Kapsamdaki sigortalılar hakkında malullük, yaşlılık ve ölüm sigortaları ile genel sağlık sigortası ve istekleri halinde işsizlik sigortası hükümleri uygulanacaktır. Bu madde kapsamında ödenen sigorta primleri ise 5510 sayılı Kanun’un 4/b kapsamında(3) ödenmiş sayılacaktır. Ödenecek prim miktarı ise 5510 sayılı Kanun’un 82. maddesine göre belirlenen prime esas kazanç alt sınırı ile üst sınırı arasında olmak üzere kendileri tarafından belirlenecek günlük kazancın 30 katının % 32,5’i olacaktır (Ek md. 6/III, IV, V). Belirtmeliyiz ki, bu kapsamdaki sigortalıların işsizlik sigortasına tabi olmayı istemeleri halinde % 3 oranındaki işsizlik sigortası primini ait olduğu ayı takip eden ayın sonuna kadar ödemeleri gerekmektedir. İşsizlik sigortası priminin ait olduğu ayı takip eden ay sonuna kadar ödenmemesi durumunda, o aya ait işsizlik sigortası primini ödeme hakkı düşecektir.

Ayrıca tasarıda bu kişiler tarafından ödenecek primler için bir geçiş hükmü öngörülmüştür.

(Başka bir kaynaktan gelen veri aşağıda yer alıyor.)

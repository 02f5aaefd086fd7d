// This Source Code Form is subject to the terms of the Mozilla Public
// License, v. 2.0. If a copy of the MPL was not distributed with this
// file, You can obtain one at http://mozilla.org/MPL/2.0/.

//! The multi-threaded backend
//!
//! The output map is broken up with `chunks_mut` into bands of whole
//! rows, one band per worker, and each band is filled in its own
//! scoped thread.  The source image is shared read-only; no worker
//! ever sees another's band, so nothing here needs a lock.

use crate::backend::ComputeBackend;
use crate::energy::{energy_row, EnergyMap};
use crate::error::{CarveError, Result};
use crate::mutate::{overflow, recompose_row, Mutation};
use crate::orientation::Axis;
use crate::pixelbuffer::PixelBuffer;
use crate::seam::SeamIndex;
use log::trace;

/// Spreads the energy and recomposition stages over a pool of
/// threads, one band of rows each.
#[derive(Debug, Copy, Clone)]
pub struct Threaded {
    workers: usize,
}

impl Threaded {
    /// One worker per logical CPU.
    pub fn new() -> Self {
        Threaded::with_workers(num_cpus::get())
    }

    pub fn with_workers(workers: usize) -> Self {
        Threaded {
            workers: workers.max(1),
        }
    }

    fn rows_per_band(&self, height: u32) -> usize {
        let height = height as usize;
        ((height + self.workers - 1) / self.workers).max(1)
    }
}

impl Default for Threaded {
    fn default() -> Self {
        Threaded::new()
    }
}

fn worker_panicked() -> CarveError {
    CarveError::BackendUnavailable {
        backend: "threaded",
        reason: "a worker thread panicked".to_string(),
    }
}

impl ComputeBackend for Threaded {
    fn name(&self) -> &'static str {
        "threaded"
    }

    fn compute_energy(&self, image: &PixelBuffer) -> Result<EnergyMap> {
        let (width, height) = image.dimensions();
        let mut emap = EnergyMap::new(width, height);
        if width == 0 || height == 0 {
            return Ok(emap);
        }
        let band = self.rows_per_band(height);
        let stride = width as usize;
        trace!("energy: {} rows in bands of {}", height, band);

        crossbeam::scope(|scope| {
            for (b, chunk) in emap.values_mut().chunks_mut(band * stride).enumerate() {
                scope.spawn(move |_| {
                    for (i, row) in chunk.chunks_mut(stride).enumerate() {
                        energy_row(image, (b * band + i) as u32, row);
                    }
                });
            }
        })
        .map_err(|_| worker_panicked())?;
        Ok(emap)
    }

    fn apply_seams(&self, image: &PixelBuffer, index: &SeamIndex, mutation: Mutation) -> Result<PixelBuffer> {
        let (width, height) = image.dimensions();
        let seams = index.per_line() as u32;
        let new_width = mutation
            .apply(width, seams)
            .ok_or_else(|| overflow(Axis::Vertical, width, height))?;
        let mut carved = PixelBuffer::new(new_width, height);
        let band = self.rows_per_band(height);
        let stride = new_width as usize;
        trace!("recompose: {} rows in bands of {}", height, band);

        crossbeam::scope(|scope| {
            for (b, chunk) in carved.values_mut().chunks_mut(band * stride).enumerate() {
                scope.spawn(move |_| {
                    for (i, row) in chunk.chunks_mut(stride).enumerate() {
                        let y = (b * band + i) as u32;
                        recompose_row(image.row(y), index.line(y), mutation, row);
                    }
                });
            }
        })
        .map_err(|_| worker_panicked())?;
        Ok(carved)
    }
}
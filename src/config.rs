// This Source Code Form is subject to the terms of the Mozilla Public
// License, v. 2.0. If a copy of the MPL was not distributed with this
// file, You can obtain one at http://mozilla.org/MPL/2.0/.

//! Carver configuration.

use crate::backend::BackendKind;
use crate::pixelbuffer::Rgba;

/// Most seams pulled from one cost table before the energy is
/// recomputed.
pub const DEFAULT_BATCH_SIZE: usize = 32;

/// Opaque red, in the byte range.
pub const DEFAULT_HIGHLIGHT: Rgba = [255.0, 0.0, 0.0, 255.0];

/// How a `SeamCarver` goes about its work.
#[derive(Debug, Clone, PartialEq)]
pub struct CarveConfig {
    /// The compute engine for the energy and recomposition stages.
    pub backend: BackendKind,
    /// Most seams per sub-batch.
    pub batch_size: usize,
    /// The color seams are painted in the diagnostic overlay.
    pub highlight: Rgba,
}

impl Default for CarveConfig {
    fn default() -> Self {
        CarveConfig {
            backend: BackendKind::Sequential,
            batch_size: DEFAULT_BATCH_SIZE,
            highlight: DEFAULT_HIGHLIGHT,
        }
    }
}

impl CarveConfig {
    pub fn new() -> Self {
        Self::default()
    }

    pub fn set_backend(mut self, backend: BackendKind) -> Self {
        self.backend = backend;
        self
    }

    pub fn set_batch_size(mut self, batch_size: usize) -> Self {
        self.batch_size = batch_size;
        self
    }

    pub fn set_highlight(mut self, highlight: Rgba) -> Self {
        self.highlight = highlight;
        self
    }
}
// This Source Code Form is subject to the terms of the Mozilla Public
// License, v. 2.0. If a copy of the MPL was not distributed with this
// file, You can obtain one at http://mozilla.org/MPL/2.0/.

//! Seam overlay
//!
//! A diagnostic copy of a carved image with the seams that produced it
//! painted in.  The seams were found on the image before the carve,
//! so their coordinates are shifted onto the result: an inserted seam
//! is painted on the new pixels, a removed one on the pixel that slid
//! into its place.

use crate::mutate::Mutation;
use crate::orientation::{transpose, Axis};
use crate::pixelbuffer::{PixelBuffer, Rgba};
use crate::seam::SeamBatch;

/// Paint `batch`, the seams most recently applied with `mutation`,
/// onto `carved` in `color`.
pub fn highlight_seams(carved: &PixelBuffer, batch: &SeamBatch, mutation: Mutation, color: Rgba) -> PixelBuffer {
    match batch.axis() {
        Axis::Vertical => paint(carved, batch, mutation, color),
        Axis::Horizontal => transpose(&paint(&transpose(carved), batch, mutation, color)),
    }
}

fn paint(upright: &PixelBuffer, batch: &SeamBatch, mutation: Mutation, color: Rgba) -> PixelBuffer {
    let mut painted = upright.clone();
    let (width, height) = upright.dimensions();
    if width == 0 {
        return painted;
    }
    for y in 0..height {
        let mut line: Vec<u32> = batch
            .seams()
            .iter()
            .filter_map(|s| s.coordinates().get(y as usize).cloned())
            .collect();
        line.sort_unstable();
        for (i, c) in line.iter().enumerate() {
            let i = i as u32;
            let x = match mutation {
                Mutation::Insert => c + i + 1,
                Mutation::Remove => c.saturating_sub(i),
            };
            painted[(x.min(width - 1), y)] = color;
        }
    }
    painted
}
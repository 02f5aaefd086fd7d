// This Source Code Form is subject to the terms of the Mozilla Public
// License, v. 2.0. If a copy of the MPL was not distributed with this
// file, You can obtain one at http://mozilla.org/MPL/2.0/.

//! Seams, and how to find them
//!
//! A seam is a connected path through the image: one x coordinate per
//! row for a vertical seam, one y coordinate per column for a
//! horizontal one.  Neighboring coordinates never differ by more than
//! one.

use crate::costmap::CumulativeCostTable;
use crate::error::{CarveError, Result};
use crate::orientation::Axis;
use itertools::Itertools;

/// A single seam.
#[derive(Debug, Clone, PartialEq, Eq)]
pub struct Seam {
    axis: Axis,
    coordinates: Vec<u32>,
}

impl Seam {
    pub fn new(axis: Axis, coordinates: Vec<u32>) -> Self {
        Seam { axis, coordinates }
    }

    pub fn axis(&self) -> Axis {
        self.axis
    }

    /// The carved-dimension coordinate on each scan line, in order.
    pub fn coordinates(&self) -> &[u32] {
        &self.coordinates
    }

    pub fn len(&self) -> usize {
        self.coordinates.len()
    }

    pub fn is_empty(&self) -> bool {
        self.coordinates.is_empty()
    }

    /// Every `(x, y)` pixel address on the seam.
    pub fn pixels<'a>(&'a self) -> impl Iterator<Item = (u32, u32)> + 'a {
        let axis = self.axis;
        self.coordinates
            .iter()
            .enumerate()
            .map(move |(line, c)| match axis {
                Axis::Vertical => (*c, line as u32),
                Axis::Horizontal => (line as u32, *c),
            })
    }

    /// Check the seam against a `width x height` image: one coordinate
    /// per scan line, all in range, no step larger than one.
    pub fn validate(&self, width: u32, height: u32) -> Result<()> {
        let malformed = |position: usize, reason: &'static str| CarveError::MalformedSeam {
            width,
            height,
            position,
            reason,
        };
        let expected = self.axis.seam_extent(width, height) as usize;
        if self.coordinates.len() != expected {
            return Err(malformed(
                self.coordinates.len(),
                "seam length does not match the image",
            ));
        }
        let limit = self.axis.carved_extent(width, height);
        if let Some(position) = self.coordinates.iter().position(|c| *c >= limit) {
            return Err(malformed(position, "seam coordinate outside the image"));
        }
        if let Some(position) = self
            .coordinates
            .iter()
            .tuple_windows()
            .position(|(a, b)| (*a as i64 - *b as i64).abs() > 1)
        {
            return Err(malformed(position + 1, "seam is not connected"));
        }
        Ok(())
    }
}

/// Seams extracted from one cost table, to be committed together.
/// Coordinates all refer to the image the table was built from.
#[derive(Debug, Clone, PartialEq, Eq)]
pub struct SeamBatch {
    axis: Axis,
    seams: Vec<Seam>,
}

impl SeamBatch {
    pub fn new(axis: Axis) -> Self {
        SeamBatch {
            axis,
            seams: Vec::new(),
        }
    }

    /// Wrap a set of seams.  They must all run along `axis`.
    pub fn from_seams(axis: Axis, seams: Vec<Seam>) -> Result<Self> {
        if let Some(position) = seams.iter().position(|s| s.axis() != axis) {
            return Err(CarveError::MalformedSeam {
                width: 0,
                height: 0,
                position,
                reason: "seam runs along the wrong axis for its batch",
            });
        }
        Ok(SeamBatch { axis, seams })
    }

    pub fn axis(&self) -> Axis {
        self.axis
    }

    pub fn seams(&self) -> &[Seam] {
        &self.seams
    }

    pub fn len(&self) -> usize {
        self.seams.len()
    }

    pub fn is_empty(&self) -> bool {
        self.seams.is_empty()
    }

    pub(crate) fn push(&mut self, seam: Seam) {
        debug_assert_eq!(seam.axis(), self.axis);
        self.seams.push(seam);
    }

    /// Validate every seam, and make sure no two of them share a pixel.
    pub fn validate(&self, width: u32, height: u32) -> Result<()> {
        for seam in &self.seams {
            seam.validate(width, height)?;
        }
        self.index(width, height).map(|_| ())
    }

    /// Flatten the batch into a `SeamIndex` for an image of the given
    /// size, checking that no two seams share a pixel.  Connectivity
    /// and range are `validate`'s business.
    pub fn index(&self, width: u32, height: u32) -> Result<SeamIndex> {
        let lines = self.axis.seam_extent(width, height) as usize;
        let per_line = self.seams.len();
        if let Some(position) = self.seams.iter().position(|s| s.len() != lines) {
            return Err(CarveError::MalformedSeam {
                width,
                height,
                position,
                reason: "seam length does not match the image",
            });
        }
        let mut coordinates = vec![0u32; lines * per_line];
        if per_line == 0 {
            return Ok(SeamIndex {
                per_line,
                coordinates,
            });
        }
        for (line, slot) in coordinates.chunks_mut(per_line).enumerate() {
            for (s, seam) in self.seams.iter().enumerate() {
                slot[s] = seam.coordinates()[line];
            }
            slot.sort_unstable();
            if slot.iter().tuple_windows().any(|(a, b)| a == b) {
                return Err(CarveError::MalformedSeam {
                    width,
                    height,
                    position: line,
                    reason: "two seams in one batch share a pixel",
                });
            }
        }
        Ok(SeamIndex {
            per_line,
            coordinates,
        })
    }
}

/// A batch flattened into a fixed-size array: for every scan line,
/// the carved coordinates of all `per_line` seams, ascending.  Each
/// output line of a recomposition can be built from its slice alone.
#[derive(Debug, Clone, PartialEq, Eq)]
pub struct SeamIndex {
    per_line: usize,
    coordinates: Vec<u32>,
}

impl SeamIndex {
    /// How many seams cross every line.
    pub fn per_line(&self) -> usize {
        self.per_line
    }

    /// The sorted seam coordinates on one line.
    pub fn line(&self, line: u32) -> &[u32] {
        let start = line as usize * self.per_line;
        &self.coordinates[start..start + self.per_line]
    }
}

/// Find the single cheapest seam in a cost table: the lowest-cost
/// cell on the last scan line, lowest index first, traced back to the
/// first line along the stored directions.  Fails once consumed
/// seams have walled off every cell on the last line.
pub fn extract_seam(table: &CumulativeCostTable) -> Result<Seam> {
    let (lines, breadth) = (table.lines(), table.breadth());
    if lines == 0 || breadth == 0 {
        let (width, height) = table.dimensions();
        return Err(CarveError::InvalidDimension {
            axis: table.axis(),
            width,
            height,
            reason: "cannot extract a seam from an empty table",
        });
    }

    let mut seam_col = match table.best_terminal() {
        Some((position, _)) => position,
        None => {
            let (width, height) = table.dimensions();
            return Err(CarveError::InvalidDimension {
                axis: table.axis(),
                width,
                height,
                reason: "every seam through the table has been consumed",
            });
        }
    };

    // Working backwards, generate a vec of coordinates that map to
    // the seam, reverse and return.
    let coordinates = (0..lines)
        .rev()
        .fold(Vec::<u32>::with_capacity(lines as usize), |mut acc, y| {
            acc.push(seam_col);
            seam_col = (seam_col as i64 + table.scan_parent(seam_col, y) as i64) as u32;
            acc
        })
        .into_iter()
        .rev()
        .collect();
    Ok(Seam::new(table.axis(), coordinates))
}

Bu düzenlemeye göre ek madde 6’nın yürürlüğe girmesi öngörülen 01.02.2011 tarihinden itibaren kapsamdaki sigortalılardan 2011 yılı için 82. maddeye göre belirlenen prime esas günlük kazanç alt sınırının on yedi katı üzerinden başlanılarak, takip eden her yıl için bir puan artırılmak suretiyle otuz katını geçmemek üzere prim alınacağı hüküm altına alınmıştır (Geçici md. 29). 

Dolayısıyla Kanun’un 6. maddesinin yürürlüğe girmesi öngörülen 2011 yılından itibaren günlük kazancın on yedi katından başlanılarak takip eden her yıl bir puan artırılması suretiyle günlük kazancın otuz katının esas alınmasına 2024 yılından itibaren başlanılacaktır. Bu bağlamda prime esas kazanç alt sınırını, günlük asgari ücret tutarı olarak belirleyen bir sigortalının 2011 yılı için ödeyeceği prim tutarı 2011 de uygulanacak günlük asgari ücretin 17 katının % 32,5’i kadar olacaktır. Diğer bir ifadeyle, sigortalı 17 günlük prim tutarını ödeyerek 30 günlük hizmet kazanmış olacaktır.

Bu kapsamdaki sigortalılar hakkında, genel sağlık sigortası hükümleri uygulanacağından kendileri ve bakmakla yükümlü oldukları kişiler SGK’nın sunduğu sağlık hizmetlerinden faydalanabilecek. Ancak kendilerinin, bakmakla yükümlü oldukları kişilerin sağlık hizmetlerin faydalanabilmeleri için sağlık hizmet sunucusuna başvurdukları tarihte 6183 sayılı Kanun’un 48. maddesine göre tecil ve taksitlendirilerek tecil ve taksitlendirmesi devam eden borçları dışında 60 günden fazla prim ve prime ilişkin borçlarının olmaması gerekmektedir (Ek md. 6/VI).

IV- KANUNİ DÜZENLEMENİN AMACI

Yukarıda da açıklandığı üzere ticari taksi, dolmuş ve benzeri nitelikteki şehir içi toplu taşıma araçlarının sahiplerinin sosyal güvenliği açısından kayıt dışılıktan bahsedilemez. Ancak ticari taksi, dolmuş ve benzeri nitelikteki şehir içi toplu taşıma araçlarında çalıştırılan şoförlerin yaygın olarak sosyal güvenceden yoksun bir şekilde çalıştırıldığı da bilinen bir gerçektir. Nitekim bağlı olunan odalar tarafından yapılan açıklamalarda, Türkiye genelinde 320 bin civarında kayıt dışı şoför çalıştırıldığı dile getirilmektedir(4).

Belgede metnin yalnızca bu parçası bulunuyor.